--- START ---
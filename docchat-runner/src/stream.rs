//! The caller's handle on an in-flight chat request.

use std::pin::Pin;
use std::task::{Context, Poll};

use futures::{Stream, StreamExt};
use tokio::sync::{mpsc, watch};
use tokio_util::sync::CancellationToken;

use crate::error::{ChatError, Result};
use crate::state::RequestState;

/// One item of a chat response stream.
#[derive(Debug)]
pub enum ChatEvent {
    /// Incremental answer text, in backend emission order.
    Chunk(String),
    /// The answer is complete and the exchange was stored in memory.
    Completed,
    /// The request ended without an answer. Nothing was stored.
    Failed(ChatError),
}

impl ChatEvent {
    /// Whether this event ends the stream.
    pub fn is_terminal(&self) -> bool {
        !matches!(self, ChatEvent::Chunk(_))
    }
}

/// Streamed answer to one chat message.
///
/// Yields [`ChatEvent::Chunk`]s followed by exactly one terminal event.
/// Calling [`cancel`](Self::cancel) or dropping the response aborts the
/// request; a cancelled exchange is never written to conversation memory.
pub struct ChatResponse {
    conversation_id: String,
    events: mpsc::Receiver<ChatEvent>,
    state: watch::Receiver<RequestState>,
    cancel: CancellationToken,
}

impl ChatResponse {
    pub(crate) fn new(
        conversation_id: String,
        events: mpsc::Receiver<ChatEvent>,
        state: watch::Receiver<RequestState>,
        cancel: CancellationToken,
    ) -> Self {
        Self { conversation_id, events, state, cancel }
    }

    /// The conversation this request belongs to.
    pub fn conversation_id(&self) -> &str {
        &self.conversation_id
    }

    /// The request's current state.
    pub fn state(&self) -> RequestState {
        *self.state.borrow()
    }

    /// A receiver notified on every state transition.
    pub fn state_changes(&self) -> watch::Receiver<RequestState> {
        self.state.clone()
    }

    /// Abort the request.
    pub fn cancel(&self) {
        self.cancel.cancel();
    }

    /// A token that cancels this request when triggered.
    pub fn cancellation_token(&self) -> CancellationToken {
        self.cancel.clone()
    }

    /// Drain the stream and return the full answer.
    pub async fn into_text(mut self) -> Result<String> {
        let mut text = String::new();
        while let Some(event) = self.next().await {
            match event {
                ChatEvent::Chunk(chunk) => text.push_str(&chunk),
                ChatEvent::Completed => return Ok(text),
                ChatEvent::Failed(e) => return Err(e),
            }
        }
        Err(ChatError::Cancelled)
    }
}

impl Stream for ChatResponse {
    type Item = ChatEvent;

    fn poll_next(self: Pin<&mut Self>, cx: &mut Context<'_>) -> Poll<Option<ChatEvent>> {
        self.get_mut().events.poll_recv(cx)
    }
}

impl Drop for ChatResponse {
    fn drop(&mut self) {
        self.cancel.cancel();
    }
}

impl std::fmt::Debug for ChatResponse {
    fn fmt(&self, f: &mut std::fmt::Formatter<'_>) -> std::fmt::Result {
        f.debug_struct("ChatResponse")
            .field("conversation_id", &self.conversation_id)
            .field("state", &self.state())
            .finish_non_exhaustive()
    }
}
--- END ---
### TASK STATEMENT
Line by line, repeat the material precisely.

### ANSWER
filename docchat-runner/src/stream.rs
//! The caller's handle on an in-flight chat request.

use std::pin::Pin;
use std::task::{Context, Poll};

use futures::{Stream, StreamExt};
use tokio::sync::{mpsc, watch};
use tokio_util::sync::CancellationToken;

use crate::error::{ChatError, Result};
use crate::state::RequestState;

/// One item of a chat response stream.
#[derive(Debug)]
pub enum ChatEvent {
    /// Incremental answer text, in backend emission order.
    Chunk(String),
    /// The answer is complete and the exchange was stored in memory.
    Completed,
    /// The request ended without an answer. Nothing was stored.
    Failed(ChatError),
}

impl ChatEvent {
    /// Whether this event ends the stream.
    pub fn is_terminal(&self) -> bool {
        !matches!(self, ChatEvent::Chunk(_))
    }
}

/// Streamed answer to one chat message.
///
/// Yields [`ChatEvent::Chunk`]s followed by exactly one terminal event.
/// Calling [`cancel`](Self::cancel) or dropping the response aborts the
/// request; a cancelled exchange is never written to conversation memory.
pub struct ChatResponse {
    conversation_id: String,
    events: mpsc::Receiver<ChatEvent>,
    state: watch::Receiver<RequestState>,
    cancel: CancellationToken,
}

impl ChatResponse {
    pub(crate) fn new(
        conversation_id: String,
        events: mpsc::Receiver<ChatEvent>,
        state: watch::Receiver<RequestState>,
        cancel: CancellationToken,
    ) -> Self {
        Self { conversation_id, events, state, cancel }
    }

    /// The conversation this request belongs to.
    pub fn conversation_id(&self) -> &str {
        &self.conversation_id
    }

    /// The request's current state.
    pub fn state(&self) -> RequestState {
        *self.state.borrow()
    }

    /// A receiver notified on every state transition.
    pub fn state_changes(&self) -> watch::Receiver<RequestState> {
        self.state.clone()
    }

    /// Abort the request.
    pub fn cancel(&self) {
        self.cancel.cancel();
    }

    /// A token that cancels this request when triggered.
    pub fn cancellation_token(&self) -> CancellationToken {
        self.cancel.clone()
    }

    /// Drain the stream and return the full answer.
    pub async fn into_text(mut self) -> Result<String> {
        let mut text = String::new();
        while let Some(event) = self.next().await {
            match event {
                ChatEvent::Chunk(chunk) => text.push_str(&chunk),
                ChatEvent::Completed => return Ok(text),
                ChatEvent::Failed(e) => return Err(e),
            }
        }
        Err(ChatError::Cancelled)
    }
}

impl Stream for ChatResponse {
    type Item = ChatEvent;

    fn poll_next(self: Pin<&mut Self>, cx: &mut Context<'_>) -> Poll<Option<ChatEvent>> {
        self.get_mut().events.poll_recv(cx)
    }
}

impl Drop for ChatResponse {
    fn drop(&mut self) {
        self.cancel.cancel();
    }
}

impl std::fmt::Debug for ChatResponse {
    fn fmt(&self, f: &mut std::fmt::Formatter<'_>) -> std::fmt::Result {
        f.debug_struct("ChatResponse")
            .field("conversation_id", &self.conversation_id)
            .field("state", &self.state())
            .finish_non_exhaustive()
    }
}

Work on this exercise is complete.